--- Supplied data Enclosed Below ---
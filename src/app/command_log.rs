//! Begrenztes Command-Log für Diagnose und Tests.

use super::AppCommand;

/// Speichert ausgeführte Commands in Reihenfolge.
#[derive(Default)]
pub struct CommandLog {
    entries: Vec<AppCommand>,
}

impl CommandLog {
    const MAX_ENTRIES: usize = 1000;
}

impl CommandLog {
    /// Erstellt ein leeres Command-Log.
    pub fn new() -> Self {
        Self {
            entries: Vec::new(),
        }
    }

    /// Fügt einen ausgeführten Command hinzu.
    /// Begrenzt auf MAX_ENTRIES, ältere Einträge werden verworfen.
    ///
    /// Paint-Zyklen laufen jeden Frame und werden nicht protokolliert.
    pub fn record(&mut self, command: &AppCommand) {
        if matches!(command, AppCommand::RunPaintCycle) {
            return;
        }
        if self.entries.len() >= Self::MAX_ENTRIES {
            self.entries.drain(..Self::MAX_ENTRIES / 2);
        }
        self.entries.push(command.clone());
    }

    /// Gibt die Anzahl der geloggten Commands zurück.
    pub fn len(&self) -> usize {
        self.entries.len()
    }

    /// Gibt `true` zurück, wenn keine Commands vorhanden sind.
    pub fn is_empty(&self) -> bool {
        self.entries.is_empty()
    }

    /// Liefert eine read-only Sicht auf alle Einträge.
    pub fn entries(&self) -> &[AppCommand] {
        &self.entries
    }
}

#[cfg(test)]
mod tests {
    use super::*;

    #[test]
    fn record_drops_oldest_half_when_full() {
        let mut log = CommandLog::new();

        for _ in 0..CommandLog::MAX_ENTRIES {
            log.record(&AppCommand::DismissSelection);
        }
        log.record(&AppCommand::EndSession);

        assert_eq!(log.len(), CommandLog::MAX_ENTRIES / 2 + 1);
        assert!(matches!(log.entries().last(), Some(AppCommand::EndSession)));
    }

    #[test]
    fn paint_cycles_are_not_recorded() {
        let mut log = CommandLog::new();

        log.record(&AppCommand::RunPaintCycle);

        assert!(log.is_empty());
    }
}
--- End of Enclosed Supplied data ---
**Your objective:** Through the last line of the entries above, beginning at the line containing "self.entries.drain(..Self::MAX_ENTRIES / 2);", transcribe each line exactly, both ends included and nothing more.

**Problem solution:**
            self.entries.drain(..Self::MAX_ENTRIES / 2);
        }
        self.entries.push(command.clone());
    }

    /// Gibt die Anzahl der geloggten Commands zurück.
    pub fn len(&self) -> usize {
        self.entries.len()
    }

    /// Gibt `true` zurück, wenn keine Commands vorhanden sind.
    pub fn is_empty(&self) -> bool {
        self.entries.is_empty()
    }

    /// Liefert eine read-only Sicht auf alle Einträge.
    pub fn entries(&self) -> &[AppCommand] {
        &self.entries
    }
}

#[cfg(test)]
mod tests {
    use super::*;

    #[test]
    fn record_drops_oldest_half_when_full() {
        let mut log = CommandLog::new();

        for _ in 0..CommandLog::MAX_ENTRIES {
            log.record(&AppCommand::DismissSelection);
        }
        log.record(&AppCommand::EndSession);

        assert_eq!(log.len(), CommandLog::MAX_ENTRIES / 2 + 1);
        assert!(matches!(log.entries().last(), Some(AppCommand::EndSession)));
    }

    #[test]
    fn paint_cycles_are_not_recorded() {
        let mut log = CommandLog::new();

        log.record(&AppCommand::RunPaintCycle);

        assert!(log.is_empty());
    }
}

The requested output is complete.